The truth doesn’t hurt.

“Truth hurts” a phrase often used to justify unkind words and a lack of care around other people’s feelings.

Those of us of a religious bent may even try to spiritualise this notion of “only being honest” as “speaking the truth in love” But let’s face it, as our home secretary has shown us recently, sharing our unsolicited opinions in often brutal and damaging ways under the guise of “tough love” being “challenging” or “speaking my truth” isn’t unique to any one group.

Where has this notion that truth, justice, kindness, compassion and love must be sprinkled with a good dose of cruelty come from? It’s simply not true. Nobody has ever been helped by being hurt, you can’t really be cruel to be kind. If you want to be kind, be kind. If you’re being cruel you’re doing it just to be cruel.

About a decade ago I faced a harsh truth, I was one of “those women” I wasn’t the tough woman I thought I was. I wasn’t the yummy mummy with the perfect family, I was one of “those women” I thought was “stupid” because she “let” her husband abuse her. Of course as I worked through this stuff I learned further truths, that domestic abuse can happen to anyone, it’s not a sign of weakness or stupidity, that we don’t “let” people abuse us.

Acknowledging, accepting and stepping into that truth, as difficult as it was did not cause me pain, it did not hurt, rather it set me free.
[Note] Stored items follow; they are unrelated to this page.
//! Start-up for rubiks_3d_game, with window, plugins, and resources.

use bevy::{prelude::*, window::*};

use rubiks_3d_game::plugins::game_plugin::GamePlugin;
use rubiks_3d_game::utils::config::GameConfig;

/// Main application function
fn main() {
    let window = Some(Window {
        title: "Rubik's Cube".into(),
        #[cfg(target_arch = "wasm32")]
        canvas: Some("#cube-canvas".into()),
        fit_canvas_to_parent: true,
        prevent_default_event_handling: true,
        present_mode: PresentMode::AutoVsync,
        ..default()
    });

    App::new()
        .add_plugins(DefaultPlugins.set(WindowPlugin {
            primary_window: window,
            ..default()
        }))
        .insert_resource(GameConfig::load())
        .add_plugins(GamePlugin)
        .run();
}
use bevy::prelude::*;

use crate::utils::camera::OrbitCameraPlugin;
use crate::utils::debug_functions::DebugFunctionsPlugin;
use crate::utils::global_inputs::InputsPlugin;
use crate::utils::picking::CubePickingPlugin;
use crate::utils::rotation::RotationPlugin;
use crate::utils::setup::SetupPlugin;
use crate::utils::solve::SolvePlugin;
use crate::utils::touch_inputs::TouchInputPlugin;

/// Top-level plugin wiring every game concern into the app.
pub struct GamePlugin;

impl Plugin for GamePlugin {
    fn build(&self, app: &mut App) {
        app.add_plugins((
            SetupPlugin,
            OrbitCameraPlugin,
            TouchInputPlugin,
            CubePickingPlugin,
            RotationPlugin,
            SolvePlugin,
            InputsPlugin,
            DebugFunctionsPlugin,
        ));
    }
}
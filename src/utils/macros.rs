/// MACROS
/// Cross-platform logging.
/// Routes to the browser console on wasm and stdout on native builds.
#[macro_export]
macro_rules! log {
    ($($t:tt)*) => {{
        #[cfg(target_arch = "wasm32")]
        web_sys::console::log_1(&format!($($t)*).into());
        #[cfg(not(target_arch = "wasm32"))]
        println!($($t)*);
    }};
}
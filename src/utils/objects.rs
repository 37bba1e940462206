// This file defines the various objects, resources, and components used in the game.
use bevy::prelude::*;
use std::time::Duration;

/// One of the three rotation axes of the cube.
#[derive(Clone, Copy, Debug, PartialEq, Eq)]
pub enum Axis {
    X,
    Y,
    Z,
}

impl Axis {
    /// Unit vector of the positive axis direction.
    pub fn unit(self) -> Vec3 {
        match self {
            Axis::X => Vec3::X,
            Axis::Y => Vec3::Y,
            Axis::Z => Vec3::Z,
        }
    }

    /// The lattice coordinate of `v` along this axis.
    pub fn component(self, v: IVec3) -> i32 {
        match self {
            Axis::X => v.x,
            Axis::Y => v.y,
            Axis::Z => v.z,
        }
    }

    pub fn letter(self) -> char {
        match self {
            Axis::X => 'x',
            Axis::Y => 'y',
            Axis::Z => 'z',
        }
    }
}

/// A component that marks an entity as one of the 27 sub-cubes.
/// `lattice` is the remembered position on the 3x3x3 integer lattice,
/// updated whenever a layer turn completes.
#[derive(Component, Debug)]
pub struct Cubelet {
    pub lattice: IVec3,
}

/// A component that marks a sticker quad (child of a cubelet).
#[derive(Component)]
pub struct Sticker {
    /// Outward normal in the cubelet's local space.
    pub normal: Vec3,
    pub base_color: Color,
}

/// A component that marks an entity as part of the Rubik's cube.
#[derive(Component)]
pub struct RubiksCube;

/// A component that marks the "Solve" button.
#[derive(Component)]
pub struct SolveButton;

/// A component that marks the text node showing the solver's output.
#[derive(Component)]
pub struct SolutionOutput;

/// The sticker currently under the pointer, refreshed on every pointer move.
#[derive(Clone, Copy, Debug)]
pub struct FaceSelection {
    pub cubelet: Entity,
    pub sticker: Entity,
    /// Surface normal of the hovered sticker in world space.
    pub world_normal: Vec3,
}

/// Resource holding the current pointer selection (or none).
#[derive(Resource, Default)]
pub struct SelectedFace {
    pub current: Option<FaceSelection>,
}

/// Resource remembering the hovered sticker's original material so the
/// hover highlight can be undone.
#[derive(Resource, Default)]
pub struct HoverHighlight {
    pub sticker: Option<Entity>,
    pub saved: Option<Handle<StandardMaterial>>,
}

/// A layer turn in flight.
#[derive(Debug)]
pub struct ActiveRotation {
    pub axis: Axis,
    /// +1 clockwise, -1 counterclockwise (looking down the positive axis).
    pub direction: i8,
    pub layer: i32,
    pub start_time: Duration,
    /// Participating cubelets with their transforms at turn start.
    pub participants: Vec<(Entity, Transform)>,
}

/// Resource holding the single in-flight rotation, if any.
/// At most one layer turn animates at a time; requests arriving while
/// one is active are dropped.
#[derive(Resource, Default)]
pub struct RotationState {
    pub active: Option<ActiveRotation>,
}

impl RotationState {
    pub fn is_animating(&self) -> bool {
        self.active.is_some()
    }
}

/// Request to turn one layer by a quarter turn.
/// Written by the click handler and the stub solver, consumed by the
/// rotation systems behind the single-rotation guard.
#[derive(Message, Clone, Copy, Debug, PartialEq)]
pub struct RotateLayerRequest {
    pub axis: Axis,
    pub layer: i32,
    pub direction: i8,
}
During that difficult time some people said harsh things to me “you don’t look like a victim” or “it takes two to tango” and even “you wouldn’t have stayed if you didn’t like it” I have no doubt those people believed they were sharing some “home truths” that their words were justified. They were not. They did not help.
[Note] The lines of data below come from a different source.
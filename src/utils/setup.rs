use bevy::prelude::*;

use crate::log;
use crate::utils::constants::camera_3d_constants::{
    CAMERA_3D_INITIAL_X, CAMERA_3D_INITIAL_Y, CAMERA_3D_INITIAL_Z,
};
use crate::utils::cube::spawn_rubiks_cube;
use crate::utils::objects::{SolutionOutput, SolveButton};

/// Plugin for handling setup
pub struct SetupPlugin;

impl Plugin for SetupPlugin {
    fn build(&self, app: &mut App) {
        app.add_systems(Startup, setup);
    }
}

/// Spawn the camera, lights, the cube, and the screen UI.
pub fn setup(
    mut commands: Commands,
    mut meshes: ResMut<Assets<Mesh>>,
    mut materials: ResMut<Assets<StandardMaterial>>,
) {
    // Camera
    commands.spawn((
        Camera3d::default(),
        // Start on the diagonal looking at the cube's center
        Transform::from_xyz(CAMERA_3D_INITIAL_X, CAMERA_3D_INITIAL_Y, CAMERA_3D_INITIAL_Z)
            .looking_at(Vec3::ZERO, Vec3::Y),
    ));

    // Light
    commands.spawn((
        PointLight {
            intensity: 2_000_000.0,
            shadows_enabled: false,
            ..default()
        },
        Transform::from_xyz(4.0, 6.0, 4.0),
    ));

    // Ambient light keeps the shadowed faces readable
    commands.insert_resource(AmbientLight {
        color: Color::WHITE,
        brightness: 100.0,
        affects_lightmapped_meshes: true,
    });

    spawn_rubiks_cube(&mut commands, &mut meshes, &mut materials);

    spawn_screen_ui(&mut commands);

    log!("🧊 Rubik's Cube ready");
    log!("🖱  Click a face to turn its layer | Right-drag or WASD to orbit");
}

/// Instructions overlay, the solve button, and the solution output node.
fn spawn_screen_ui(commands: &mut Commands) {
    // Instructions
    commands.spawn((
        Text::new("Click a face: turn layer | Right-drag/WASD: orbit | Wheel: zoom"),
        TextFont {
            font_size: 18.0,
            ..default()
        },
        TextColor(Color::srgb(0.8, 0.8, 0.8)),
        Node {
            position_type: PositionType::Absolute,
            top: Val::Px(10.0),
            left: Val::Px(10.0),
            ..default()
        },
    ));

    // Solve button
    commands
        .spawn((
            Node {
                position_type: PositionType::Absolute,
                right: Val::Px(10.0),
                bottom: Val::Px(10.0),
                padding: UiRect::axes(Val::Px(14.0), Val::Px(8.0)),
                justify_content: JustifyContent::Center,
                align_items: AlignItems::Center,
                ..default()
            },
            Button,
            BackgroundColor(Color::srgb(0.2, 0.2, 0.25)),
            SolveButton,
        ))
        .with_children(|parent| {
            parent.spawn((
                Text::new("Solve"),
                TextFont {
                    font_size: 20.0,
                    ..default()
                },
                TextColor(Color::WHITE),
            ));
        });

    // Solution output, filled by the solve button handler
    commands.spawn((
        Text::new(""),
        TextFont {
            font_size: 16.0,
            ..default()
        },
        TextColor(Color::srgb(0.9, 0.9, 0.9)),
        Node {
            position_type: PositionType::Absolute,
            bottom: Val::Px(10.0),
            left: Val::Px(10.0),
            ..default()
        },
        SolutionOutput,
    ));
}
Other people chose to say empowering things to me “you can get through this” “this is not your fault” “you did not deserve this” “you’re a good mum” and still others told me truths I may not have liked “he’s not going to change” “he’s trying to manipulate you” “he isn’t to be trusted” but they did not tear me down, they were not cruel, nasty and unkind. They did not dehumanise me, they did not chip away at my self esteem, they gave me reason to hope and reason to work to recover.

And that’s what the truth does. It gives us hope, maybe not in the thing we wanted to have hope in, but in real, tangible, credible things that we can rely on. Real hope. Truth sets us free from lies that trap us in horrible situations, reminds us of our worth, and causes us to lean towards the light, to grow and to blossom.

So, whether you’re home secretary talking about homeless people and refugees or a mum talking to your child about their homework or a friend answering the question “does my bum look big in this” ask yourself what your words will do, will they build up or tear down, will they cause the person hearing them to blossom or to shrivel, will they give cause for hope or promote hate. If it’s the latter of those things: tearing down, shriveling up and promoting hate then it’s worth asking, is this really the truth, or just my own opinion.